[Dataset entries]
++++
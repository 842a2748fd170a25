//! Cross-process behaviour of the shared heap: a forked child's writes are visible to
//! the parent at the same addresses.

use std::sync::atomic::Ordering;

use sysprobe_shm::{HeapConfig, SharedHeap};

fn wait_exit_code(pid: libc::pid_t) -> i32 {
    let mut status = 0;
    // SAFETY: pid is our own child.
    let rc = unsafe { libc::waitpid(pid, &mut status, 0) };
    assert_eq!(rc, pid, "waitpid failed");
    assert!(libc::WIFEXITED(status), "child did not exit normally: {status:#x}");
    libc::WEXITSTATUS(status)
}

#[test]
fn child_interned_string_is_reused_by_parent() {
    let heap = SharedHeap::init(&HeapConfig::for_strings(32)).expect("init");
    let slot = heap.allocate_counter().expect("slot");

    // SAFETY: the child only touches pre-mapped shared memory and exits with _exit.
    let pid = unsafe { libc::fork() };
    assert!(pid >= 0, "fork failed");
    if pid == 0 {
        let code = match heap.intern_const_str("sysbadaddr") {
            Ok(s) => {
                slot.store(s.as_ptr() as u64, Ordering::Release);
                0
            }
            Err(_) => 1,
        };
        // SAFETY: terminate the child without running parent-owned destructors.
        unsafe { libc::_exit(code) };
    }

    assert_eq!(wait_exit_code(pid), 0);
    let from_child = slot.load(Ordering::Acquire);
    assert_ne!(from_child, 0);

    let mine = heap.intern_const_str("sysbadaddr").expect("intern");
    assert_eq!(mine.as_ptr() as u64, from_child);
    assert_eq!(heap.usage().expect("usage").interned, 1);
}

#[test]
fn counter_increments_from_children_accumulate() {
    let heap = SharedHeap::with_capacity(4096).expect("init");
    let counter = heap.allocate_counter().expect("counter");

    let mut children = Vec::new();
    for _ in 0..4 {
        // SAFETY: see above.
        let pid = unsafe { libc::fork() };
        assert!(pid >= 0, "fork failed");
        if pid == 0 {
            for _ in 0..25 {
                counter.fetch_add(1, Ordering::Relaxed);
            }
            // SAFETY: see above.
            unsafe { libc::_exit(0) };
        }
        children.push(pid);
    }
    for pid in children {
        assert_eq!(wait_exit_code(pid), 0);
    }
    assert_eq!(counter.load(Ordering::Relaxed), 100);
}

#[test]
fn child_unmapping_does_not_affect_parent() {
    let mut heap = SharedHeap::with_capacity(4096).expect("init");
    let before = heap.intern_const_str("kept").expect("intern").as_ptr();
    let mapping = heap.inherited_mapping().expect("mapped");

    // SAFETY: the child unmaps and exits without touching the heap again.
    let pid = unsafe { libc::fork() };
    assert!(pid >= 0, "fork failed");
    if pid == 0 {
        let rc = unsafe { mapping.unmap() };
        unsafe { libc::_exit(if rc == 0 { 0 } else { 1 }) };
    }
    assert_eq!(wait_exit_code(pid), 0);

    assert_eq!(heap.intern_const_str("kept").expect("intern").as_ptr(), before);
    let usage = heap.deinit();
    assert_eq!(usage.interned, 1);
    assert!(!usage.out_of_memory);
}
++++
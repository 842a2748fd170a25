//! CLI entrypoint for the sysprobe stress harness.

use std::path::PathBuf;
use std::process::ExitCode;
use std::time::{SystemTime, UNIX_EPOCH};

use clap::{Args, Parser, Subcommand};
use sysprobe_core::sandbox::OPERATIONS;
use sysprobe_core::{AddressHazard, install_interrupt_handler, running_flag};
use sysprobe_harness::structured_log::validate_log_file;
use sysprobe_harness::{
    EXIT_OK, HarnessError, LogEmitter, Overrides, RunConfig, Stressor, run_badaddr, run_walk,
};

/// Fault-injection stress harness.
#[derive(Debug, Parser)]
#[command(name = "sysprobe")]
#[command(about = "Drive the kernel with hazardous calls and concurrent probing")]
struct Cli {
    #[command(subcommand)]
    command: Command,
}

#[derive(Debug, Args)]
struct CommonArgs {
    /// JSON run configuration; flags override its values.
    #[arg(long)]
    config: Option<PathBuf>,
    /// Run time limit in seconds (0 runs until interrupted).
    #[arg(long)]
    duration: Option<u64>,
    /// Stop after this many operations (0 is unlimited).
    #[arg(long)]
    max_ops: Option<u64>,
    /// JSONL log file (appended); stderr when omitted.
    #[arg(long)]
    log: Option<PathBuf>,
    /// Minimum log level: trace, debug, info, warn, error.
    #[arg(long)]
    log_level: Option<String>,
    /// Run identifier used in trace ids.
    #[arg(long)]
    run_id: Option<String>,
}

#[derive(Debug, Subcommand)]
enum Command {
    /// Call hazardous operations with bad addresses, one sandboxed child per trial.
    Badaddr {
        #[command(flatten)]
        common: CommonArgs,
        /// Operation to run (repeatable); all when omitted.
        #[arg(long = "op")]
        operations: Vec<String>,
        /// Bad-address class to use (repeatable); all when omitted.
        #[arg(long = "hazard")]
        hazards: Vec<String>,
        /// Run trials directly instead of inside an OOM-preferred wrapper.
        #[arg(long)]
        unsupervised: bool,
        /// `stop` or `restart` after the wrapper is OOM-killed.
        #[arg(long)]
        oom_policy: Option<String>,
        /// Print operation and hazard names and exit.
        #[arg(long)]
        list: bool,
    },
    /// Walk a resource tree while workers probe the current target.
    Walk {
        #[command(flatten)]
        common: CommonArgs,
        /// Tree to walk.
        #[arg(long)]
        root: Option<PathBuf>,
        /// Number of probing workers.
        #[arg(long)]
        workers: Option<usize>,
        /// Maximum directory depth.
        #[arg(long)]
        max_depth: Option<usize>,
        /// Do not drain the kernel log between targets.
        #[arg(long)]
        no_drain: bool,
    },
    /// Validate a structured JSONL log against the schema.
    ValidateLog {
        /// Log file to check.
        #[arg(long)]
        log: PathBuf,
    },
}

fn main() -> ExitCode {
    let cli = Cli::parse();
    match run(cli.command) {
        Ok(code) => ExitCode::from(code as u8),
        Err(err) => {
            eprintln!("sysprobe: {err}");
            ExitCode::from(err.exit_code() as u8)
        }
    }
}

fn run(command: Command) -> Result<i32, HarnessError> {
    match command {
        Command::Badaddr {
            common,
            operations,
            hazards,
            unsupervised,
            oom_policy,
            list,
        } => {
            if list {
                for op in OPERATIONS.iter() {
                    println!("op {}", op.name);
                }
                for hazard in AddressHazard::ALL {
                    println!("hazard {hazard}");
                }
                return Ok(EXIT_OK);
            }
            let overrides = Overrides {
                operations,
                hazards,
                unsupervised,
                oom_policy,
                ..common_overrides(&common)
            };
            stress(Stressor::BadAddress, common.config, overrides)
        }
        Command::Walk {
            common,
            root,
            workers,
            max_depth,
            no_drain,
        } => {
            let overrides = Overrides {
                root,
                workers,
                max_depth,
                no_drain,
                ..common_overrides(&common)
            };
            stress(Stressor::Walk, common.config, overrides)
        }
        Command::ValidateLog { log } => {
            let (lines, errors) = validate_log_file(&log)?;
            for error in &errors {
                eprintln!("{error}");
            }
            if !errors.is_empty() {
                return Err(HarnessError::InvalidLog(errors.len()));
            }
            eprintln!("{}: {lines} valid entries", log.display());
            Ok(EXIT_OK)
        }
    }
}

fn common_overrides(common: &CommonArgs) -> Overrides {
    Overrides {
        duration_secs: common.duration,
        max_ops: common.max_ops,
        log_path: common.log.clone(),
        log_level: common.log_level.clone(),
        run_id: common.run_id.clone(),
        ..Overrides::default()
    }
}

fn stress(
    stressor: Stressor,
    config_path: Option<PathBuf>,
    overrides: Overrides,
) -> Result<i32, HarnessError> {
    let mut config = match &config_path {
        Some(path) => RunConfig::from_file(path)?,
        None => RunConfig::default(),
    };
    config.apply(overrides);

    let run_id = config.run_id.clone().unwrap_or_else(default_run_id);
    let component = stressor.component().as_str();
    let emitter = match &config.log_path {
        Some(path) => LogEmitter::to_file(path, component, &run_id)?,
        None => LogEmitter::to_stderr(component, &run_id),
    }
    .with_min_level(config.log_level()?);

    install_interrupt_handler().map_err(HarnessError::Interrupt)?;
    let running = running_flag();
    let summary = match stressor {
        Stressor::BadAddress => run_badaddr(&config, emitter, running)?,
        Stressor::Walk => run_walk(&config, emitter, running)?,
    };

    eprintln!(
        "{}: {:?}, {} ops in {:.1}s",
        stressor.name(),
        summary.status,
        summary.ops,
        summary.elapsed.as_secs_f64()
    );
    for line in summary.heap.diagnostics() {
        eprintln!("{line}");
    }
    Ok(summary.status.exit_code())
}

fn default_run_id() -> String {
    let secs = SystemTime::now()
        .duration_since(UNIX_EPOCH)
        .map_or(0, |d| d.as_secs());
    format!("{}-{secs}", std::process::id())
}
++++
[Work instruction]
A complete answer lists each line of the data that holds the word "return".

[Result for this exercise]
                return Ok(EXIT_OK);
                return Err(HarnessError::InvalidLog(errors.len()));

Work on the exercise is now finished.